Managing Beam dependencies in Java

Managing your Java dependencies can be challenging, and if not done correctly, it may cause a variety of problems, as incompatibilities may arise when using specific and previously untested combinations.

To make that process easier, Beam now provides Bill of Materials (BOM) artifacts that will help dependency management tools to select compatible combinations.

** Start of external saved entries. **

use crate::error::Error;
use crate::types::{
    DataKey, PlatformBankAccount, PlatformConfig, PlatformSettings, CENTS, DEFAULT_MIN_WITHDRAWAL,
    DEFAULT_UTC_OFFSET, DEFAULT_WINDOW_END, DEFAULT_WINDOW_START, SECONDS_PER_DAY,
};
use soroban_sdk::{vec, Env, String, Vec};

pub struct Config;

impl Config {
    /// Current config, or the built-in defaults when none was stored
    pub fn load(env: &Env) -> PlatformConfig {
        env.storage()
            .instance()
            .get(&DataKey::Config)
            .unwrap_or_else(Self::defaults)
    }

    pub fn defaults() -> PlatformConfig {
        PlatformConfig {
            withdrawal_window_start: DEFAULT_WINDOW_START,
            withdrawal_window_end: DEFAULT_WINDOW_END,
            min_withdrawal: DEFAULT_MIN_WITHDRAWAL,
            utc_offset: DEFAULT_UTC_OFFSET,
        }
    }

    pub fn store(env: &Env, config: &PlatformConfig) -> Result<(), Error> {
        Self::validate(config)?;
        env.storage().instance().set(&DataKey::Config, config);
        Ok(())
    }

    pub fn validate(config: &PlatformConfig) -> Result<(), Error> {
        let day = SECONDS_PER_DAY as u32;
        if config.withdrawal_window_start >= config.withdrawal_window_end
            || config.withdrawal_window_end >= day
        {
            return Err(Error::InvalidConfig);
        }
        if config.min_withdrawal <= 0 {
            return Err(Error::InvalidConfig);
        }
        // Real-world offsets lie within -12:00..=+14:00
        if config.utc_offset < -12 * 3_600 || config.utc_offset > 14 * 3_600 {
            return Err(Error::InvalidConfig);
        }
        Ok(())
    }

    pub fn settings(env: &Env) -> PlatformSettings {
        env.storage()
            .instance()
            .get(&DataKey::Settings)
            .unwrap_or(PlatformSettings {
                support_link: String::from_str(env, "#"),
                history_text: String::from_str(env, ""),
                deposit_instruction: String::from_str(env, ""),
                withdrawal_instruction: String::from_str(env, ""),
            })
    }

    pub fn bank_accounts(env: &Env) -> Vec<PlatformBankAccount> {
        env.storage()
            .instance()
            .get(&DataKey::PlatformBanks)
            .unwrap_or(Vec::new(env))
    }

    pub fn roulette_prizes(env: &Env) -> Vec<i128> {
        env.storage()
            .instance()
            .get(&DataKey::RoulettePrizes)
            .unwrap_or_else(|| Self::default_prizes(env))
    }

    pub fn default_prizes(env: &Env) -> Vec<i128> {
        vec![
            env,
            0,
            500 * CENTS,
            1_000 * CENTS,
            0,
            5_000 * CENTS,
            200 * CENTS,
            0,
            10_000 * CENTS,
        ]
    }

    /// Local calendar day of the current ledger time
    pub fn current_day(env: &Env, config: &PlatformConfig) -> u64 {
        local_day(env.ledger().timestamp(), config.utc_offset)
    }
}

fn local_seconds(timestamp: u64, utc_offset: i32) -> u64 {
    if utc_offset >= 0 {
        timestamp.saturating_add(utc_offset as u64)
    } else {
        timestamp.saturating_sub(utc_offset.unsigned_abs() as u64)
    }
}

/// Days since the epoch in platform local time
pub fn local_day(timestamp: u64, utc_offset: i32) -> u64 {
    local_seconds(timestamp, utc_offset) / SECONDS_PER_DAY
}

/// Seconds elapsed since local midnight
pub fn seconds_of_day(timestamp: u64, utc_offset: i32) -> u32 {
    (local_seconds(timestamp, utc_offset) % SECONDS_PER_DAY) as u32
}

#[cfg(test)]
mod tests {
    use super::*;

    const DAY: u64 = 20_000;

    #[test]
    fn test_local_day_rolls_over_at_local_midnight() {
        // 23:30 UTC is already 00:30 the next day at +01:00
        let ts = DAY * SECONDS_PER_DAY + 23 * 3_600 + 1_800;
        assert_eq!(local_day(ts, 0), DAY);
        assert_eq!(local_day(ts, 3_600), DAY + 1);
    }

    #[test]
    fn test_negative_offset() {
        let ts = DAY * SECONDS_PER_DAY + 1_800;
        assert_eq!(local_day(ts, -3_600), DAY - 1);
        assert_eq!(seconds_of_day(ts, -3_600), 23 * 3_600 + 1_800);
    }

    #[test]
    fn test_seconds_of_day() {
        let ts = DAY * SECONDS_PER_DAY + 8 * 3_600;
        assert_eq!(seconds_of_day(ts, 3_600), 9 * 3_600);
    }

    #[test]
    fn test_validate_rejects_inverted_window() {
        let config = PlatformConfig {
            withdrawal_window_start: DEFAULT_WINDOW_END,
            withdrawal_window_end: DEFAULT_WINDOW_START,
            min_withdrawal: DEFAULT_MIN_WITHDRAWAL,
            utc_offset: DEFAULT_UTC_OFFSET,
        };
        assert_eq!(Config::validate(&config), Err(Error::InvalidConfig));
    }

    #[test]
    fn test_defaults_are_valid() {
        let config = Config::defaults();
        assert_eq!(Config::validate(&config), Ok(()));
        assert_eq!(config.min_withdrawal, 3_000 * CENTS);
    }
}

We hope this will make it easier for you to use Apache Beam, and have a simpler transition when upgrading to newer versions.

When bringing incompatible classes and libraries, the code is susceptible to errors such as NoClassDefFoundError, NoSuchMethodError, NoSuchFieldError, FATAL ERROR in native method.

When importing Apache Beam, the recommended way is to use Bill of Materials (BOMs). The way BOMs work is by providing hints to the dependency management resolution tool, so when a project imports unspecified or ambiguous dependencies, it will know what version to use.

There are currently two BOMs provided by Beam:

  • beam-sdks-java-bom, which manages what dependencies of Beam will be used, so you can specify the version only once.
  • beam-sdks-java-io-google-cloud-platform-bom, a more comprehensive list, which manages Beam, along with GCP client and third-party dependencies.

Since errors are more likely to arise when using third-party dependencies, that’s the one that is recommended to use to minimize any conflicts.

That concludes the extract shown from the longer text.